Stupéfiants au volant : pire que l’alcool ! - Fain Avocats

Dans le Code de la Route, les articles qui interdisent la conduite d'un véhicule sous l'empire d'un état alcoolique fixent des taux d'alcool (dans le sang et l'air expiré) au delà desquels il n'est pas permis d'aller. Toutefois, la simple présence d'alcool dans le sang n'est pas, en elle même , prohibée. Il en va de même au regard des traces d'alcool (on pense ici aux célèbres Gamma GT). Cela n'est pas le cas des stupéfiants, et en particulier du Cannabis. En effet, la loi interdit tout simplement de conduire après avoir "fait usage" de stupéfiants, sans distinguer le taux de produit contenu dans le sang au moment du contrôle, ni même la date et l'heure de cette consommation, par rapport au fait d'avoir pris le volant.
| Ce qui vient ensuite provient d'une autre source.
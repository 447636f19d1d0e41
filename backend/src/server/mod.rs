//! Server construction and middleware wiring.

mod config;
mod state_builders;

pub use config::ServerConfig;
pub(crate) use state_builders::{Services, Tuning, build_live_adapters, build_services};

use actix_session::{
    SessionMiddleware,
    config::{CookieContentSecurity, PersistentSession},
    storage::CookieSessionStore,
};
use actix_web::cookie::{Key, SameSite};
use actix_web::dev::{Server, ServiceFactory, ServiceRequest, ServiceResponse};
use actix_web::{App, HttpServer, web};

use weather_reminder::Trace;
#[cfg(debug_assertions)]
use weather_reminder::doc::ApiDoc;
use weather_reminder::inbound::http::error::json_config;
use weather_reminder::inbound::http::health::{HealthState, live, ready};
use weather_reminder::inbound::http::configure;
use weather_reminder::inbound::http::state::HttpState;
#[cfg(debug_assertions)]
use utoipa::OpenApi;
#[cfg(debug_assertions)]
use utoipa_swagger_ui::SwaggerUi;

#[derive(Clone)]
struct AppDependencies {
    health_state: web::Data<HealthState>,
    http_state: web::Data<HttpState>,
    key: Key,
    cookie_secure: bool,
    same_site: SameSite,
}

fn build_app(
    deps: AppDependencies,
) -> App<
    impl ServiceFactory<
        ServiceRequest,
        Config = (),
        Response = ServiceResponse,
        Error = actix_web::Error,
        InitError = (),
    >,
> {
    let AppDependencies {
        health_state,
        http_state,
        key,
        cookie_secure,
        same_site,
    } = deps;

    let session = SessionMiddleware::builder(CookieSessionStore::default(), key)
        .cookie_name("session".into())
        .cookie_path("/".into())
        .cookie_secure(cookie_secure)
        .cookie_http_only(true)
        .cookie_content_security(CookieContentSecurity::Private)
        .cookie_same_site(same_site)
        .session_lifecycle(
            PersistentSession::default().session_ttl(actix_web::cookie::time::Duration::hours(2)),
        )
        .build();

    let site = web::scope("").wrap(session).configure(configure);

    let app = App::new()
        .app_data(health_state)
        .app_data(http_state)
        .app_data(json_config())
        .wrap(Trace)
        .service(ready)
        .service(live);

    #[cfg(debug_assertions)]
    let app = app.service(SwaggerUi::new("/docs").url("/api-docs/openapi.json", ApiDoc::openapi()));

    // The catch-all scope goes last so health checks and docs are matched first.
    app.service(site)
}

/// Construct an Actix HTTP server using the provided health state and configuration.
///
/// # Errors
/// Propagates [`std::io::Error`] when binding the socket fails.
pub fn create_server(
    health_state: web::Data<HealthState>,
    http_state: web::Data<HttpState>,
    config: ServerConfig,
) -> std::io::Result<Server> {
    let server_health_state = health_state.clone();
    let ServerConfig {
        key,
        cookie_secure,
        same_site,
        bind_addr,
    } = config;

    let server = HttpServer::new(move || {
        build_app(AppDependencies {
            health_state: server_health_state.clone(),
            http_state: http_state.clone(),
            key: key.clone(),
            cookie_secure,
            same_site,
        })
    })
    .bind(bind_addr)?
    .run();

    health_state.mark_ready();
    Ok(server)
}
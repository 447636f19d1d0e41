//! Driving port for user lookups made by handlers.

use async_trait::async_trait;

use crate::domain::{Error, User, UserId, Username};

#[cfg_attr(test, mockall::automock)]
#[async_trait]
pub trait UsersQuery: Send + Sync {
    async fn find_by_id(&self, id: &UserId) -> Result<Option<User>, Error>;

    async fn find_by_username(&self, username: &Username) -> Result<Option<User>, Error>;
}
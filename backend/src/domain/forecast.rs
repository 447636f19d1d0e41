//! Plain-text forecast emails built from a subscription's report flags.

use super::city::CityName;
use super::subscription::ReportFlags;
use super::user::{EmailAddress, Username};
use super::weather::WeatherReport;

/// Who receives a forecast.
#[derive(Debug, Clone, PartialEq, Eq)]
pub struct Recipient {
    pub username: Username,
    pub email: EmailAddress,
}

/// Message handed to the mailer port.
#[derive(Debug, Clone, PartialEq, Eq)]
pub struct ForecastEmail {
    pub to: EmailAddress,
    pub subject: String,
    pub body: String,
}

/// Compose the email for one subscription.
///
/// Only the sections enabled in `flags` are emitted, in a fixed order.
/// Sections whose readings are absent from the payload are skipped.
///
/// # Examples
/// ```
/// use serde_json::json;
/// use weather_reminder::domain::{
///     compose_forecast, CityName, EmailAddress, Recipient, ReportFlags, Username, WeatherReport,
/// };
///
/// let report = WeatherReport::from_payload(&json!({
///     "main": { "temp": 21.5, "feels_like": 20, "humidity": 40, "pressure": 1015 },
///     "clouds": { "all": 75 },
///     "weather": [{ "description": "light rain" }],
/// }))
/// .unwrap();
/// let recipient = Recipient {
///     username: Username::new("ada").unwrap(),
///     email: EmailAddress::new("ada@example.com").unwrap(),
/// };
/// let email = compose_forecast(
///     &recipient,
///     &CityName::new("Kyiv").unwrap(),
///     &ReportFlags::default(),
///     &report,
/// );
/// assert_eq!(
///     email.body,
///     "Weather forecast for Kyiv:\nTemperature: 21.5°C\nCloudiness: 75%\nPrecipitation: light rain\n"
/// );
/// ```
pub fn compose_forecast(
    recipient: &Recipient,
    city: &CityName,
    flags: &ReportFlags,
    report: &WeatherReport,
) -> ForecastEmail {
    let main = &report.main;
    let mut lines = vec![format!("Weather forecast for {city}:")];

    if flags.temperature {
        lines.push(format!("Temperature: {}°C", main.temp));
    }
    if flags.feels_like {
        lines.push(format!("Feels like: {}°C", main.feels_like));
    }
    if flags.humidity {
        lines.push(format!("Humidity: {}%", main.humidity));
    }
    if flags.pressure {
        lines.push(format!("Pressure: {} hPa", main.pressure));
    }
    if let Some(wind) = &report.wind {
        if flags.wind {
            lines.push(match wind.deg {
                Some(deg) => format!("Wind: {} m/s at {deg}°", wind.speed),
                None => format!("Wind: {} m/s", wind.speed),
            });
        }
        if let (true, Some(gust)) = (flags.wind_speed, wind.gust) {
            lines.push(format!("Wind gusts: {gust} m/s"));
        }
    }
    if let (true, Some(clouds)) = (flags.cloudiness, &report.clouds) {
        lines.push(format!("Cloudiness: {}%", clouds.all));
    }
    if let (true, Some(condition)) = (flags.precipitation, report.weather.first()) {
        lines.push(format!("Precipitation: {}", condition.description));
    }
    let mut body = lines.join("\n");
    body.push('\n');

    ForecastEmail {
        to: recipient.email.clone(),
        subject: format!(
            "{}, here is your {city} weather forecast for closest hour",
            recipient.username
        ),
        body,
    }
}

#[cfg(test)]
mod tests {
    use super::*;
    use rstest::{fixture, rstest};
    use serde_json::json;

    #[fixture]
    fn recipient() -> Recipient {
        Recipient {
            username: Username::new("grace").expect("valid"),
            email: EmailAddress::new("grace@example.com").expect("valid"),
        }
    }

    #[fixture]
    fn report() -> WeatherReport {
        WeatherReport::from_payload(&json!({
            "main": { "temp": -2.5, "feels_like": -6, "humidity": 93, "pressure": 1009 },
            "wind": { "speed": 4.1, "deg": 250, "gust": 9.3 },
            "clouds": { "all": 100 },
            "weather": [{ "description": "snow" }, { "description": "mist" }],
        }))
        .expect("fixture payload decodes")
    }

    fn city() -> CityName {
        CityName::new("Oslo").expect("valid")
    }

    #[rstest]
    fn every_section_in_order(recipient: Recipient, report: WeatherReport) {
        let flags = ReportFlags {
            temperature: true,
            precipitation: true,
            cloudiness: true,
            humidity: true,
            wind: true,
            wind_speed: true,
            pressure: true,
            feels_like: true,
        };
        let email = compose_forecast(&recipient, &city(), &flags, &report);
        assert_eq!(
            email.body,
            concat!(
                "Weather forecast for Oslo:\n",
                "Temperature: -2.5°C\n",
                "Feels like: -6°C\n",
                "Humidity: 93%\n",
                "Pressure: 1009 hPa\n",
                "Wind: 4.1 m/s at 250°\n",
                "Wind gusts: 9.3 m/s\n",
                "Cloudiness: 100%\n",
                "Precipitation: snow\n",
            )
        );
    }

    #[rstest]
    fn no_sections_leaves_only_the_heading(recipient: Recipient, report: WeatherReport) {
        let flags = ReportFlags {
            temperature: false,
            precipitation: false,
            cloudiness: false,
            ..ReportFlags::default()
        };
        let email = compose_forecast(&recipient, &city(), &flags, &report);
        assert_eq!(email.body, "Weather forecast for Oslo:\n");
    }

    #[rstest]
    fn gusts_are_skipped_when_absent(recipient: Recipient) {
        let report = WeatherReport::from_payload(&json!({
            "main": { "temp": 1, "feels_like": 1, "humidity": 1, "pressure": 1 },
            "wind": { "speed": 2 },
        }))
        .expect("decodes");
        let flags = ReportFlags {
            temperature: false,
            precipitation: false,
            cloudiness: false,
            wind: true,
            wind_speed: true,
            ..ReportFlags::default()
        };
        let email = compose_forecast(&recipient, &city(), &flags, &report);
        assert_eq!(email.body, "Weather forecast for Oslo:\nWind: 2 m/s\n");
    }

    #[rstest]
    fn subject_and_recipient(recipient: Recipient, report: WeatherReport) {
        let email = compose_forecast(&recipient, &city(), &ReportFlags::default(), &report);
        assert_eq!(
            email.subject,
            "grace, here is your Oslo weather forecast for closest hour"
        );
        assert_eq!(email.to.as_ref(), "grace@example.com");
    }
}
//! Driving port for the subscription dashboard.

use async_trait::async_trait;

use crate::domain::{Error, Subscription, UserId};

#[cfg_attr(test, mockall::automock)]
#[async_trait]
pub trait SubscriptionQuery: Send + Sync {
    /// Subscriptions owned by `user_id`, ordered by city name.
    async fn list_for_user(&self, user_id: &UserId) -> Result<Vec<Subscription>, Error>;
}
Sans surprise, l'interprétation de cette loi par la Cour de Cassation, s'est avérée rapidement stricte. Dans un arrêt de 2008, la Cour avait déjà indiqué qu'il n'était pas important de s'intéresser au moment de la consommation, ni au taux et formulation chimique de produits contenus dans le sang.

Cette position, aisément compréhensible au regard du caractère interdit de ces substances et du fléau qu'elles représentent, n'était toutefois pas exemptes de reproches au plan logique.

C'est ainsi que certaines juridictions du fond ont résisté (et le font encore) à cette jurisprudence trop ferme en opérant une distinction, facilitée par les rapports d'études toxicologiques (toxlab), entre le conducteur sous l'influence directe du principe actif et celui qui ne l'est plus. En effet, il est techniquement possible aujourd'hui de savoir si le cannabis a été consommé plus ou ,au contraire, moins de 6 heures avant la prise de sang.

Dans cette voie, la Cour d'appel dAngers, par un arrêt remarqué du 22 février 2011, avait relaxé un conducteur en se basant sur le rapport d'étude toxicologique qui mettait en évidence le fait que le prévenu avait , certes consommé du cannabis, mais pourtant bien plus de 6 heures avant de prendre le volant. A l'instar de l'alcool, il n'était plus considéré comme étant sous son influence et ses capacités de conducteur n'était donc pas altérées.

Le Parquet s'est logiquement pourvu en Cassation contre cette décision, et la Haute Juridiction s'est prononcée sur cette affaire 8 juin 2011. Maintenant rigoureusement sa position, et mettant fin à tous les espoirs d'assouplissement, la Cour motivait ainsi sa cassation de l'arrêt de la Cour d'appel D'Angers :

"Attendu que l'article L. 235-1 du code de la route incrimine le seul fait de conduire un véhicule après avoir fait usage de stupéfiants dès lors que cet usage résulte d'une analyse sanguine ;

Attendu que, pour relaxer le prévenu du chef de conduite d'un véhicule par conducteur ayant fait usage de stupéfiants, l'arrêt retient qu'il résulte d'un consensus national de la société française de toxicologie analytique que la seule présence d'acide tétrahydrocannabinol-carboxylique ( THC-COOH ) dans le sang à un taux inférieur à 20 ng/ml de sang, comme en l'espèce, révèle que l'intéressé a fait usage de cannabis plus de six heures avant le contrôle, ce dont il se déduit qu'il n'était pas sous l'influence du cannabis lors dudit contrôle ;

Mais attendu qu'en statuant ainsi, par des motifs inopérants, la cour d'appel a méconnu le sens et la portée du texte susvisé et du principe ci-dessus énoncé »

Cette décision n'est pas surprenante, la Cour de Cassation a toujours été inflexible dans ses décisions relatives à l'alcool et aux stupéfiants, pourtant parfois au mépris de la logique. Par bonheur, les juges du fond savent plus souvent s'affranchir du carcan de la morale pour rendre des décisions plus justes, à l'invitation des avocats.